Stop Loss Orders... not in Canada Eh? Pity.

Well, unlike the tea that is only available in Canada stop loss orders are not.

I thought I had everything nailed down and here comes a rather large issue that I had not expected. I have talked to people over the last year and change and the topic of stop loss orders had been talked about but I guess nobody knew that they didn't exist...go figure.

With Questrade I was told to set a stop order that I had to enter a limit price at the same price as the stop price...without clarification. I have used them often and had very good success doing so, stops were hit and positions closed very close to my stop price, sometimes higher (or lower for short positions).

I had noticed the odd stop that was triggered and was subsequently cancelled by he ECN, infrequent enough that I was not overly concerned about it. Not a major concern.

Lately I have had a number of stops not get triggered. I happened to be watching one as the price headed down past my stop and I ended up cancelling the order, which I should not have been able to do once the price triggered the stop, and just exiting manually. I chalked it up to a glitch.

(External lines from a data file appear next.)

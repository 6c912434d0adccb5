//! Category names are addressed by index into a closed table of ten entries.
//!
//! Products store the raw index; anything outside the table resolves to
//! [`UNKNOWN_CATEGORY`] when displayed.

/// The product categories, in index order.
pub const CATEGORIES: [&str; 10] = [
    "Electronics",
    "Clothing",
    "Home",
    "Grocery",
    "Books",
    "Toys",
    "Sports",
    "Beauty",
    "Automotive",
    "Others",
];

/// Display name for an index outside the category table.
pub const UNKNOWN_CATEGORY: &str = "Unknown";

/// Returns the name of the category at `index`.
///
/// Negative indices and indices past the end of [`CATEGORIES`] resolve to
/// [`UNKNOWN_CATEGORY`].
#[must_use]
pub fn name_for(index: i64) -> &'static str {
    usize::try_from(index)
        .ok()
        .and_then(|i| CATEGORIES.get(i))
        .copied()
        .unwrap_or(UNKNOWN_CATEGORY)
}

/// Whether `index` addresses an entry of the category table.
#[must_use]
pub fn is_valid(index: i64) -> bool {
    usize::try_from(index).is_ok_and(|i| i < CATEGORIES.len())
}

#[cfg(test)]
mod tests {
    use test_case::test_case;

    use super::*;

    #[test_case(0, "Electronics")]
    #[test_case(1, "Clothing")]
    #[test_case(2, "Home")]
    #[test_case(3, "Grocery")]
    #[test_case(4, "Books")]
    #[test_case(5, "Toys")]
    #[test_case(6, "Sports")]
    #[test_case(7, "Beauty")]
    #[test_case(8, "Automotive")]
    #[test_case(9, "Others")]
    fn known_indices_resolve_to_table_entries(index: i64, expected: &str) {
        assert_eq!(name_for(index), expected);
        assert!(is_valid(index));
    }

    #[test_case(-1)]
    #[test_case(10)]
    #[test_case(999)]
    #[test_case(i64::MIN)]
    #[test_case(i64::MAX)]
    fn out_of_range_indices_are_unknown(index: i64) {
        assert_eq!(name_for(index), UNKNOWN_CATEGORY);
        assert!(!is_valid(index));
    }
}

So it happened again and I decided to hold it and see exactly what would happen as I really didn't expect the price to keep going down...the order was not triggered until the price came back up to the stop price... basically it became a limit sell order as the price passed it on the way down and sold once the price met it on the way back up.

So, ever the curious one I contacted Questrade and asked about these orders, was told that what I was doing was right and they explained that they are a limit order...but I didn't want a stop limit order. "Oh, just hit the market order box". Trading was done for the day, (Thursday), so I tried it yesterday.

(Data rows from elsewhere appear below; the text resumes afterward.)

//! Commands that change the inventory and write it back.

use clap::Parser;
use stockroom::{InventoryError, Product, ProductEdit};
use tracing::instrument;

use super::{Session, parse_category, terminal::Colorize};

/// Command arguments for `inv add`.
#[derive(Debug, Parser)]
pub struct Add {
    /// Product identifier (unique, case-insensitive)
    id: String,

    /// Product name
    name: String,

    /// Category index (0-9)
    #[arg(value_parser = parse_category)]
    category: i64,

    /// Initial quantity on hand
    #[arg(long, short, default_value_t = 0, allow_negative_numbers = true)]
    quantity: i64,

    /// Unit price
    #[arg(long, short, default_value_t = 0.0, allow_negative_numbers = true)]
    price: f64,

    /// Stock level at or below which the product should be restocked
    #[arg(long, short = 'l', default_value_t = 0, allow_negative_numbers = true)]
    reorder_level: i64,
}

impl Add {
    #[instrument(level = "debug", skip(session))]
    pub fn run(self, session: &Session) -> anyhow::Result<()> {
        let mut inventory = session.load()?;

        let product = Product::new(self.id.trim(), self.name.trim(), self.category)
            .with_quantity(self.quantity)
            .with_price(self.price)
            .with_reorder_level(self.reorder_level);

        match inventory.try_add(product) {
            Ok(()) => {}
            Err(InventoryError::DuplicateId(_)) => anyhow::bail!("ID already exists."),
            Err(e) => return Err(e.into()),
        }
        session.save(&inventory)?;

        println!("{}", "Product added.".success());
        Ok(())
    }
}

/// Command arguments for `inv remove`.
#[derive(Debug, Parser)]
pub struct Remove {
    /// Identifier of the product to remove
    id: String,
}

impl Remove {
    #[instrument(level = "debug", skip(session))]
    pub fn run(self, session: &Session) -> anyhow::Result<()> {
        let mut inventory = session.load()?;

        let Some(removed) = inventory.remove_by_id(self.id.trim()) else {
            anyhow::bail!("Product not found.");
        };
        session.save(&inventory)?;

        tracing::info!("removed {removed}");
        println!("{}", "Product removed.".success());
        Ok(())
    }
}

/// Command arguments for `inv edit`.
///
/// Options that are not given keep their current value. The quantity can
/// only be changed with `sell` and `restock`.
#[derive(Debug, Parser)]
pub struct Edit {
    /// Identifier of the product to edit
    id: String,

    /// New name
    #[arg(long, short)]
    name: Option<String>,

    /// New category index (0-9)
    #[arg(long, short, value_parser = parse_category)]
    category: Option<i64>,

    /// New unit price
    #[arg(long, short, allow_negative_numbers = true)]
    price: Option<f64>,

    /// New reorder level
    #[arg(long, short = 'l', allow_negative_numbers = true)]
    reorder_level: Option<i64>,
}

impl Edit {
    #[instrument(level = "debug", skip(session))]
    pub fn run(self, session: &Session) -> anyhow::Result<()> {
        let mut inventory = session.load()?;

        let edit = ProductEdit {
            name: self
                .name
                .map(|name| name.trim().to_string())
                .filter(|name| !name.is_empty()),
            category: self.category,
            price: self.price,
            reorder_level: self.reorder_level,
        };
        if edit.is_empty() {
            println!("Nothing to change.");
            return Ok(());
        }

        let product = match inventory.edit(self.id.trim(), edit) {
            Ok(product) => product.clone(),
            Err(InventoryError::NotFound(_)) => anyhow::bail!("Product not found."),
            Err(e) => return Err(e.into()),
        };
        session.save(&inventory)?;

        println!("{}", "Product updated.".success());
        println!("{product}");
        Ok(())
    }
}

/// Command arguments for `inv sell`.
#[derive(Debug, Parser)]
pub struct Sell {
    /// Identifier of the product to sell
    id: String,

    /// Number of units sold
    #[arg(allow_negative_numbers = true)]
    amount: i64,
}

impl Sell {
    #[instrument(level = "debug", skip(session))]
    pub fn run(self, session: &Session) -> anyhow::Result<()> {
        let mut inventory = session.load()?;

        let quantity = match inventory.sell(self.id.trim(), self.amount) {
            Ok(product) => product.quantity(),
            Err(InventoryError::NotFound(_)) => anyhow::bail!("Product not found."),
            Err(e) => {
                tracing::debug!("sale refused: {e}");
                anyhow::bail!("Not enough stock or invalid amount.");
            }
        };
        session.save(&inventory)?;

        println!("{}", "Sale successful.".success());
        println!("Remaining quantity: {quantity}");
        Ok(())
    }
}

/// Command arguments for `inv restock`.
#[derive(Debug, Parser)]
pub struct Restock {
    /// Identifier of the product to restock
    id: String,

    /// Number of units received
    #[arg(allow_negative_numbers = true)]
    amount: i64,
}

impl Restock {
    #[instrument(level = "debug", skip(session))]
    pub fn run(self, session: &Session) -> anyhow::Result<()> {
        let mut inventory = session.load()?;

        let quantity = match inventory.restock(self.id.trim(), self.amount) {
            Ok(product) => product.quantity(),
            Err(InventoryError::NotFound(_)) => anyhow::bail!("Product not found."),
            Err(e) => {
                tracing::debug!("restock refused: {e}");
                anyhow::bail!("Invalid restock amount.");
            }
        };
        session.save(&inventory)?;

        println!("{}", "Restocked successfully.".success());
        println!("Quantity on hand: {quantity}");
        Ok(())
    }
}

Market stop order does not work. Yesterday I got a CSR that knew what to look for... He recognized that I was trading on the TSX... The TSX does not support stop market orders.

HUH?

That was basically what I said...although I was online chatting so it didn't come across that way.

Apparently it is a Canadian trading rule and has nothing to do with my broker. I emailed the TSX bunch and got the same answer.

So, I cannot rely on a stop to work the way I thought they were. I will still use them but need to set alerts to tell me when a price is getting close to my stop so I can manage the trade closer, that was not my goal as I wanted to be able to walk away from a trade once it got to a certain point with the knowledge that once the price I set was breached, no matter what, I would be out of the trade.

Today I spent a few minutes checking out other avenues of trading to allow for stops. The main one is to trade NYSE issues instead, perhaps emini futures or forex. If I was trading full time I would not be as concerned about this but I do not want to have to babysit trades once I get into trading longer term timeframes. I can easily just trade NYSE issues that are TSX counterparts, stocks traded on both exchanges, as they track each other easily and are represented on the indices that I am familiar with but I think the best bet is to end up trading US exchanges exclusively.

Most of my trading right now is in my RRSP account so there are no US tax implications, just exchange rates for currency most likely. The TFSA is not so lucky but at least there are no CDN tax issues there.

What to do.

Back to the regular stuff for now I guess. My alert volume is turned up a bit higher now.

Jeff.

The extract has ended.